Section 6 provides for reporting arrangements on the operation of Ireland's part of the SURE guarantee. In the event of a demand being made under the guarantee, a report will be laid before the House within one month of payment of that demand and annually thereafter. This report will consist of information on any sum paid by the State or repaid to the State under the guarantee. Each subsequent demand will be reported upon within one month in the same manner and is then included in the annual report. The reporting arrangements cease when the SURE instrument expires and when all outstanding commitments by or to Ireland have been exhausted.

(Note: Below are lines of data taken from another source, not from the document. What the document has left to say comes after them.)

pub mod application;
pub mod config;
pub mod domain;
pub mod http;
pub mod infrastructure;

use crate::application::analyze::{Analysis, AnalyzeUseCase};
use crate::application::chat::{ChatAnswer, ChatUseCase};
use crate::application::history::TradeHistory;
use crate::config::Config;
use crate::domain::entities::trade::{CandidateTrade, Trade};
use crate::domain::error::DomainError;
use crate::domain::ports::clock::{Clock, SystemClock};
use crate::domain::ports::completion::CompletionProvider;
use crate::domain::ports::document_store::DocumentStore;
use crate::infrastructure::gemini::GeminiProvider;
use crate::infrastructure::notion::NotionStore;
use std::sync::Arc;
use std::time::Duration;

pub struct TradeLens {
    history: Arc<TradeHistory>,
    analyze_uc: AnalyzeUseCase,
    chat_uc: ChatUseCase,
}

impl TradeLens {
    pub fn new(cfg: &Config) -> Result<Self, DomainError> {
        if cfg.notion_token.is_empty() || cfg.notion_database_id.is_empty() {
            return Err(DomainError::InvalidInput(
                "NOTION_TOKEN and NOTION_DATABASE_ID must be set".into(),
            ));
        }

        let store: Arc<dyn DocumentStore> = Arc::new(NotionStore::new(
            cfg.notion_token.clone(),
            cfg.notion_database_id.clone(),
            cfg.http_timeout,
        ));
        let completion: Arc<dyn CompletionProvider> = Arc::new(GeminiProvider::new(
            cfg.gemini_api_key.clone(),
            cfg.gemini_model.clone(),
            cfg.http_timeout,
        ));

        Ok(Self::with_providers(
            store,
            completion,
            Arc::new(SystemClock),
            cfg.cache_ttl,
        ))
    }

    pub fn with_providers(
        store: Arc<dyn DocumentStore>,
        completion: Arc<dyn CompletionProvider>,
        clock: Arc<dyn Clock>,
        cache_ttl: Duration,
    ) -> Self {
        let history = Arc::new(TradeHistory::new(store, clock, cache_ttl));
        Self {
            analyze_uc: AnalyzeUseCase::new(history.clone(), completion.clone()),
            chat_uc: ChatUseCase::new(history.clone(), completion),
            history,
        }
    }

    // Delegating methods
    pub async fn historical_trades(&self) -> Vec<Trade> {
        self.history.historical_trades().await
    }

    pub async fn confluence_labels(&self) -> Vec<String> {
        self.history.confluence_labels().await
    }

    pub async fn invalidate_cache(&self) {
        self.history.invalidate().await
    }

    pub async fn analyze(&self, candidate: CandidateTrade) -> Result<Analysis, DomainError> {
        self.analyze_uc.execute(candidate).await
    }

    pub async fn chat(&self, question: &str) -> Result<ChatAnswer, DomainError> {
        self.chat_uc.execute(question).await
    }
}
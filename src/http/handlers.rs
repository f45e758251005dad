use crate::application::analyze::Analysis;
use crate::application::chat::ChatAnswer;
use crate::domain::entities::trade::{CandidateTrade, Trade};
use crate::domain::error::DomainError;
use crate::TradeLens;
use axum::extract::State;
use axum::http::StatusCode;
use axum::response::{IntoResponse, Response};
use axum::Json;
use serde::{Deserialize, Serialize};
use std::sync::Arc;

#[derive(Debug, Deserialize)]
#[serde(rename_all = "camelCase")]
pub struct AnalyzeRequest {
    #[serde(default)]
    pub position: String,
    #[serde(default)]
    pub session: String,
    #[serde(default)]
    pub confluences: Vec<String>,
    #[serde(default)]
    pub order_type: String,
    #[serde(default)]
    pub sl: Option<f64>,
    #[serde(default)]
    pub rr: Option<f64>,
}

impl AnalyzeRequest {
    /// Validate into a candidate trade. Runs before any external call.
    pub fn into_candidate(self) -> Result<CandidateTrade, DomainError> {
        if self.position.trim().is_empty() {
            return Err(DomainError::InvalidInput("position is required".into()));
        }
        let position = self.position.parse().map_err(DomainError::InvalidInput)?;
        if self.session.trim().is_empty() {
            return Err(DomainError::InvalidInput("session is required".into()));
        }
        Ok(CandidateTrade {
            position,
            session: self.session,
            confluences: self.confluences,
            order_type: self.order_type,
            stop_loss_pips: self.sl,
            risk_reward: self.rr,
        })
    }
}

#[derive(Debug, Deserialize)]
pub struct ChatRequest {
    #[serde(default)]
    question: String,
}

#[derive(Debug, Serialize)]
struct ErrorBody {
    error: String,
}

/// Client-facing error. Upstream failures log the internal error and carry a
/// generic message; validation errors echo what was wrong with the input.
pub struct ApiError {
    status: StatusCode,
    message: String,
}

impl From<DomainError> for ApiError {
    fn from(e: DomainError) -> Self {
        match e {
            DomainError::InvalidInput(msg) => ApiError {
                status: StatusCode::BAD_REQUEST,
                message: msg,
            },
            DomainError::Completion(internal) => {
                tracing::error!("completion failed: {internal}");
                ApiError {
                    status: StatusCode::BAD_GATEWAY,
                    message: "AI service is unavailable".into(),
                }
            }
            DomainError::Store(internal) => {
                tracing::error!("document store failed: {internal}");
                ApiError {
                    status: StatusCode::INTERNAL_SERVER_ERROR,
                    message: "Internal error".into(),
                }
            }
        }
    }
}

impl IntoResponse for ApiError {
    fn into_response(self) -> Response {
        (
            self.status,
            Json(ErrorBody {
                error: self.message,
            }),
        )
            .into_response()
    }
}

pub async fn analyze(
    State(app): State<Arc<TradeLens>>,
    Json(req): Json<AnalyzeRequest>,
) -> Result<Json<Analysis>, ApiError> {
    let candidate = req.into_candidate()?;
    Ok(Json(app.analyze(candidate).await?))
}

pub async fn trades(State(app): State<Arc<TradeLens>>) -> Json<Vec<Trade>> {
    Json(app.historical_trades().await)
}

pub async fn chat(
    State(app): State<Arc<TradeLens>>,
    Json(req): Json<ChatRequest>,
) -> Result<Json<ChatAnswer>, ApiError> {
    Ok(Json(app.chat(&req.question).await?))
}

pub async fn confluences(State(app): State<Arc<TradeLens>>) -> Json<Vec<String>> {
    Json(app.confluence_labels().await)
}

pub async fn refresh(State(app): State<Arc<TradeLens>>) -> StatusCode {
    app.invalidate_cache().await;
    StatusCode::NO_CONTENT
}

Section 7 confers on the Minister the power to enter into a contribution agreement and fund guarantee agreement with the EIB for the purpose of committing to the pan-European guarantee fund. The guarantee shall be based on Ireland's shareholding in the EIB, not exceeding €167.5 million, thereby capping the State's liability at this figure. If any amendment is proposed to be made to the contribution agreement or the fund guarantee, a draft of the proposed agreement providing for the amendment and containing the text of the amendment shall be laid by the Minister before Dáil Éireann, and the amendment shall not be made unless a resolution approving the amendment has been passed by this House.

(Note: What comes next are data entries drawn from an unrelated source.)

use std::time::Duration;

#[derive(Debug, Clone)]
pub struct Config {
    pub bind_addr: String,
    pub notion_token: String,
    pub notion_database_id: String,
    pub gemini_api_key: String,
    pub gemini_model: Option<String>,
    pub cache_ttl: Duration,
    pub http_timeout: Duration,
    pub log_level: String,
}

impl Config {
    pub fn from_env() -> Self {
        dotenvy::dotenv().ok();

        let env = |key: &str, default: &str| -> String {
            std::env::var(key).unwrap_or_else(|_| default.to_string())
        };

        Config {
            bind_addr: env("BIND_ADDR", "127.0.0.1:3000"),
            notion_token: env("NOTION_TOKEN", ""),
            notion_database_id: env("NOTION_DATABASE_ID", ""),
            gemini_api_key: env("GEMINI_API_KEY", ""),
            gemini_model: std::env::var("GEMINI_MODEL").ok(),
            cache_ttl: Duration::from_secs(env("CACHE_TTL_SECS", "600").parse().unwrap_or(600)),
            http_timeout: Duration::from_secs(env("HTTP_TIMEOUT_SECS", "15").parse().unwrap_or(15)),
            log_level: env("LOG_LEVEL", "info"),
        }
    }
}
use thiserror::Error;

#[derive(Debug, Error)]
pub enum CompletionError {
    /// HTTP or network error, including timeouts.
    #[error("Network error: {0}")]
    Network(String),
    /// The service answered but the response could not be interpreted.
    #[error("Parse error: {0}")]
    Parse(String),
    /// Missing API key or other configuration problem.
    #[error("Config error: {0}")]
    Config(String),
}

/// Single-shot, stateless text completion. No streaming, no conversation
/// state: one prompt in, one text out.
#[async_trait::async_trait]
pub trait CompletionProvider: Send + Sync {
    async fn complete(&self, prompt: &str) -> Result<String, CompletionError>;
}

Section 8 permits payments related to the contribution agreement and fund guarantee to be made out of Central Fund for an amount not exceeding, in aggregate, the sum of €67.5 million. Section 9 allows for any payments received by or on behalf of the State by way of repayment of sums paid in accordance with the contribution agreement and fund guarantee to be received by the Exchequer and lodged to the Central Fund.

Section 10 amends the Strategic Banking Corporation of Ireland Act 2014 to remove an ambiguity about the issuance of guarantees by the Strategic Banking Corporation of Ireland, SBCI. The amendment confirms that the Insurance Acts 1909 to 2018 and regulations relating to insurance made under the European Communities Act 1972 do not apply to guarantees made by the SBCI in the furtherance of its functions.

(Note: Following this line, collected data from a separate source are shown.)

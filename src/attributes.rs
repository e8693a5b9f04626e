use std::str::FromStr;

use log::warn;
use taffy::NodeId;

use crate::document::Document;
use crate::options::Easing;

pub const MARKER: &str = "data-aos";
pub const MARKER_SELECTOR: &str = "[data-aos]";
pub const EASING: &str = "data-aos-easing";
pub const DURATION: &str = "data-aos-duration";
pub const DELAY: &str = "data-aos-delay";
pub const OFFSET: &str = "data-aos-offset";
pub const ANCHOR: &str = "data-aos-anchor";
pub const ANCHOR_PLACEMENT: &str = "data-aos-anchor-placement";
pub const ONCE: &str = "data-aos-once";
pub const MIRROR: &str = "data-aos-mirror";
pub const MIRROR_OFFSET: &str = "data-aos-mirror-offset";
pub const ID: &str = "data-aos-id";

/// Applied to every element once its position is prepared.
pub const INIT_CLASS: &str = "aos-init";
/// Applied while element is revealed, stylesheet renders transition on it.
pub const ANIMATE_CLASS: &str = "aos-animate";

/// Attributes removed when animations are disabled.
pub const PRESENTATION: [&str; 4] = [MARKER, EASING, DURATION, DELAY];

/// Attributes affecting which elements are animated and where they trigger.
pub const OBSERVED: [&str; 8] = [
    MARKER,
    OFFSET,
    ANCHOR,
    ANCHOR_PLACEMENT,
    ONCE,
    MIRROR,
    MIRROR_OFFSET,
    "style",
];

#[derive(Debug, Clone, Copy, PartialEq, Eq, Hash)]
pub enum Edge {
    Top,
    Center,
    Bottom,
}

impl FromStr for Edge {
    type Err = ();

    fn from_str(keyword: &str) -> Result<Self, Self::Err> {
        match keyword {
            "top" => Ok(Edge::Top),
            "center" => Ok(Edge::Center),
            "bottom" => Ok(Edge::Bottom),
            _ => Err(()),
        }
    }
}

/// Which edge of element must cross which edge of viewport to trigger animation,
/// written as `<element>-<viewport>`, for example `center-bottom`.
#[derive(Debug, Clone, Copy, PartialEq, Eq, Hash)]
pub struct AnchorPlacement {
    pub element: Edge,
    pub viewport: Edge,
}

impl Default for AnchorPlacement {
    fn default() -> Self {
        Self {
            element: Edge::Top,
            viewport: Edge::Bottom,
        }
    }
}

impl AnchorPlacement {
    pub fn new(element: Edge, viewport: Edge) -> Self {
        Self { element, viewport }
    }

    /// Share of element height from its top to the triggering edge.
    pub fn element_ratio(&self) -> f32 {
        match self.element {
            Edge::Top => 0.0,
            Edge::Center => 0.5,
            Edge::Bottom => 1.0,
        }
    }

    /// Share of viewport height from its bottom to the triggering edge.
    pub fn viewport_ratio(&self) -> f32 {
        match self.viewport {
            Edge::Bottom => 0.0,
            Edge::Center => 0.5,
            Edge::Top => 1.0,
        }
    }
}

impl FromStr for AnchorPlacement {
    type Err = ();

    fn from_str(keyword: &str) -> Result<Self, Self::Err> {
        let (element, viewport) = keyword.trim().split_once('-').ok_or(())?;
        Ok(Self {
            element: element.parse()?,
            viewport: viewport.parse()?,
        })
    }
}

/// Per element overrides of global options, read once when element is collected.
#[derive(Debug, Clone, PartialEq, Default)]
pub struct ElementOptions {
    /// Animation name, value of marker attribute.
    pub animation: String,
    pub easing: Option<Easing>,
    pub duration: Option<u32>,
    pub delay: Option<u32>,
    pub offset: Option<i32>,
    pub anchor: Option<String>,
    pub anchor_placement: AnchorPlacement,
    pub once: Option<bool>,
    pub mirror: Option<bool>,
    /// Pixels below trigger position element must scroll back to be hidden again.
    pub mirror_offset: i32,
    /// Suffix of custom events fired on reveal and hide.
    pub id: Option<String>,
}

impl ElementOptions {
    pub fn read(document: &impl Document, node: NodeId) -> Self {
        let attr = |name: &str| document.attribute(node, name);
        let easing = attr(EASING).and_then(|keyword| {
            let easing = Easing::parse(keyword);
            if easing.is_none() {
                warn!("easing {keyword} not supported, element {node:?}");
            }
            easing
        });
        let anchor_placement = match attr(ANCHOR_PLACEMENT) {
            None => AnchorPlacement::default(),
            Some(keyword) => keyword.parse().unwrap_or_else(|_| {
                warn!("anchor placement {keyword} not supported, element {node:?}");
                AnchorPlacement::default()
            }),
        };
        Self {
            animation: attr(MARKER).unwrap_or_default().to_string(),
            easing,
            duration: read_number(attr(DURATION), DURATION, node),
            delay: read_number(attr(DELAY), DELAY, node),
            offset: read_number(attr(OFFSET), OFFSET, node),
            anchor: attr(ANCHOR)
                .map(str::trim)
                .filter(|selector| !selector.is_empty())
                .map(str::to_string),
            anchor_placement,
            once: read_flag(attr(ONCE), ONCE, node),
            mirror: read_flag(attr(MIRROR), MIRROR, node),
            mirror_offset: read_number(attr(MIRROR_OFFSET), MIRROR_OFFSET, node).unwrap_or(0),
            id: attr(ID).map(str::to_string),
        }
    }
}

fn read_number<T: FromStr>(value: Option<&str>, name: &str, node: NodeId) -> Option<T> {
    let value = value?.trim();
    match value.parse::<T>() {
        Ok(number) => Some(number),
        Err(_) => {
            warn!("unable to parse {name}={value} of element {node:?}");
            None
        }
    }
}

fn read_flag(value: Option<&str>, name: &str, node: NodeId) -> Option<bool> {
    match value?.trim() {
        "" | "true" => Some(true),
        "false" => Some(false),
        value => {
            warn!("unable to parse {name}={value} of element {node:?}");
            None
        }
    }
}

Section 11 includes a provision to allow for an award of the arbitral tribunal to be enforceable before the Irish courts in accordance with the Third Protocol, dated 6 March 1959, to the General Agreement on Privileges and Immunities of the Council of Europe, dated 2 September 1949. This will allow and simplify potential future borrowing by the Housing Finance Agency and other State bodies from the Council of Europe Development Bank. Section 12 provides for the Short Title, the Financial Provisions (Covid-19) Bill 2020, and commencement.

These measures, alongside the soon to be announced July stimulus package, will help us to kick-start the economy post lockdown and set us on the path to recovery.However, Ireland's response must also take account of the wider EU and global context for recovery. As a small open economy with a global outlook, Ireland depends on the rules-based international order and robust global trading frameworks. A recovery at global and European levels will in turn support efforts at national levels to restore the Irish economy to growth. Our membership of the EU guarantees access to a Single Market of 450 million consumers and the EU's network of free trade agreements covering 72 countries. This is central to our prosperity and the success of our businesses. Ireland will work with its EU partners to restore the European economy to growth and to ensure the smooth functioning of the Single Market. As a member of the eurozone, we share a common currency with 18 other states with which we will continue to engage closely in the development of economic and monetary union. Engaging at the heart of the EU with our fellow member states will play an important part in the Government's pursuit of national recovery and efforts to return the economy to growth. Participation in SURE and the pan-European pandemic guarantee fund is essential to this recovery.

To summarise, the Bill allows us to participate in two important EU Covid-specific pandemic response instruments. It supports access for workers on short-term schemes and in struggling businesses and is a strong signal of our willingness to stand in solidarity with fellow EU member states. I look forward to engaging with Senators.